→ Exercise objective
Every record that follows should appear again in your answer, exactly the same.

Records excerpted from a collection:
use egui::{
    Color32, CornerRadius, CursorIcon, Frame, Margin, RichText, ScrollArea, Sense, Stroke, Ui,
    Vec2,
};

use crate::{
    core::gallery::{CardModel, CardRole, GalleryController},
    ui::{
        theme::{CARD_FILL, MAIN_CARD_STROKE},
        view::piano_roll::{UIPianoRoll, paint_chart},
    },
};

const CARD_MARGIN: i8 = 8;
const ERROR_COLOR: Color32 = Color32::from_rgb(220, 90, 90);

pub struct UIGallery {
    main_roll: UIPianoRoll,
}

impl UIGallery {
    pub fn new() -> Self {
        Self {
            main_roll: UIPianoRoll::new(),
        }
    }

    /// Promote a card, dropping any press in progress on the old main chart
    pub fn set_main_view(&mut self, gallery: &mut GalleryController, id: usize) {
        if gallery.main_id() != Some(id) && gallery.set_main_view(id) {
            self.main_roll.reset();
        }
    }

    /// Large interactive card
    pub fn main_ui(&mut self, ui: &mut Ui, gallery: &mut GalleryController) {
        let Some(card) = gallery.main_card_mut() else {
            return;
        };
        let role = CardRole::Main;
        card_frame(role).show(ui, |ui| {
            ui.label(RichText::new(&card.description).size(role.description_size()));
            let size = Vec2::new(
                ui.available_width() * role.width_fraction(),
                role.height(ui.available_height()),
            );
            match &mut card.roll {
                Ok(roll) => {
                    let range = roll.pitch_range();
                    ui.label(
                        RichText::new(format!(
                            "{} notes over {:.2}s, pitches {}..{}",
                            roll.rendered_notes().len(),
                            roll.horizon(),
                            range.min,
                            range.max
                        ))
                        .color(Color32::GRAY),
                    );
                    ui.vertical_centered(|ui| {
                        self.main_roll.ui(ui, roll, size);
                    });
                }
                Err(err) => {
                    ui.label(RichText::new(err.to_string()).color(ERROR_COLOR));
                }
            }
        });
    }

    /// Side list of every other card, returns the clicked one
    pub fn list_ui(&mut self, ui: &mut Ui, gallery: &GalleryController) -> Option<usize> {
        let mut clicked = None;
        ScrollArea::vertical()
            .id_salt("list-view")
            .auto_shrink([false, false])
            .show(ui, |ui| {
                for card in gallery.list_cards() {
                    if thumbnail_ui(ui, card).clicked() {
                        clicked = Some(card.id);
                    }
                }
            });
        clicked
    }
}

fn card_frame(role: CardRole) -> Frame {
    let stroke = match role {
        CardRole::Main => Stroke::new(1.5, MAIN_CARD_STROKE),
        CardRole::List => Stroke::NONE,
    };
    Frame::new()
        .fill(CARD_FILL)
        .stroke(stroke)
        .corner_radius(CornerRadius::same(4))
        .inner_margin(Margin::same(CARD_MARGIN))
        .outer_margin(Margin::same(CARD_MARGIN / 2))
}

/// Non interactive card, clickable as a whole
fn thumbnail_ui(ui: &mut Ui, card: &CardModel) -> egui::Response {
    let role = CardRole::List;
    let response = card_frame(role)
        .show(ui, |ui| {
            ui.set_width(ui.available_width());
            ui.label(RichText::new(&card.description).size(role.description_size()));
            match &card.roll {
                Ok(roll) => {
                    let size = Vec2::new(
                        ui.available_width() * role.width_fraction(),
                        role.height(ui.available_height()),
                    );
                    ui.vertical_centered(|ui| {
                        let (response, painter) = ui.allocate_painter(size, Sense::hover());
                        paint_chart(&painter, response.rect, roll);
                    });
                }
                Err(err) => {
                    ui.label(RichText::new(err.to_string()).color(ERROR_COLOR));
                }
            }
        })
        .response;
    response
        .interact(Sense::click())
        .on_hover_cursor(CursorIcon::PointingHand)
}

→ Exercise result
use egui::{
    Color32, CornerRadius, CursorIcon, Frame, Margin, RichText, ScrollArea, Sense, Stroke, Ui,
    Vec2,
};

use crate::{
    core::gallery::{CardModel, CardRole, GalleryController},
    ui::{
        theme::{CARD_FILL, MAIN_CARD_STROKE},
        view::piano_roll::{UIPianoRoll, paint_chart},
    },
};

const CARD_MARGIN: i8 = 8;
const ERROR_COLOR: Color32 = Color32::from_rgb(220, 90, 90);

pub struct UIGallery {
    main_roll: UIPianoRoll,
}

impl UIGallery {
    pub fn new() -> Self {
        Self {
            main_roll: UIPianoRoll::new(),
        }
    }

    /// Promote a card, dropping any press in progress on the old main chart
    pub fn set_main_view(&mut self, gallery: &mut GalleryController, id: usize) {
        if gallery.main_id() != Some(id) && gallery.set_main_view(id) {
            self.main_roll.reset();
        }
    }

    /// Large interactive card
    pub fn main_ui(&mut self, ui: &mut Ui, gallery: &mut GalleryController) {
        let Some(card) = gallery.main_card_mut() else {
            return;
        };
        let role = CardRole::Main;
        card_frame(role).show(ui, |ui| {
            ui.label(RichText::new(&card.description).size(role.description_size()));
            let size = Vec2::new(
                ui.available_width() * role.width_fraction(),
                role.height(ui.available_height()),
            );
            match &mut card.roll {
                Ok(roll) => {
                    let range = roll.pitch_range();
                    ui.label(
                        RichText::new(format!(
                            "{} notes over {:.2}s, pitches {}..{}",
                            roll.rendered_notes().len(),
                            roll.horizon(),
                            range.min,
                            range.max
                        ))
                        .color(Color32::GRAY),
                    );
                    ui.vertical_centered(|ui| {
                        self.main_roll.ui(ui, roll, size);
                    });
                }
                Err(err) => {
                    ui.label(RichText::new(err.to_string()).color(ERROR_COLOR));
                }
            }
        });
    }

    /// Side list of every other card, returns the clicked one
    pub fn list_ui(&mut self, ui: &mut Ui, gallery: &GalleryController) -> Option<usize> {
        let mut clicked = None;
        ScrollArea::vertical()
            .id_salt("list-view")
            .auto_shrink([false, false])
            .show(ui, |ui| {
                for card in gallery.list_cards() {
                    if thumbnail_ui(ui, card).clicked() {
                        clicked = Some(card.id);
                    }
                }
            });
        clicked
    }
}

fn card_frame(role: CardRole) -> Frame {
    let stroke = match role {
        CardRole::Main => Stroke::new(1.5, MAIN_CARD_STROKE),
        CardRole::List => Stroke::NONE,
    };
    Frame::new()
        .fill(CARD_FILL)
        .stroke(stroke)
        .corner_radius(CornerRadius::same(4))
        .inner_margin(Margin::same(CARD_MARGIN))
        .outer_margin(Margin::same(CARD_MARGIN / 2))
}

/// Non interactive card, clickable as a whole
fn thumbnail_ui(ui: &mut Ui, card: &CardModel) -> egui::Response {
    let role = CardRole::List;
    let response = card_frame(role)
        .show(ui, |ui| {
            ui.set_width(ui.available_width());
            ui.label(RichText::new(&card.description).size(role.description_size()));
            match &card.roll {
                Ok(roll) => {
                    let size = Vec2::new(
                        ui.available_width() * role.width_fraction(),
                        role.height(ui.available_height()),
                    );
                    ui.vertical_centered(|ui| {
                        let (response, painter) = ui.allocate_painter(size, Sense::hover());
                        paint_chart(&painter, response.rect, roll);
                    });
                }
                Err(err) => {
                    ui.label(RichText::new(err.to_string()).color(ERROR_COLOR));
                }
            }
        })
        .response;
    response
        .interact(Sense::click())
        .on_hover_cursor(CursorIcon::PointingHand)
}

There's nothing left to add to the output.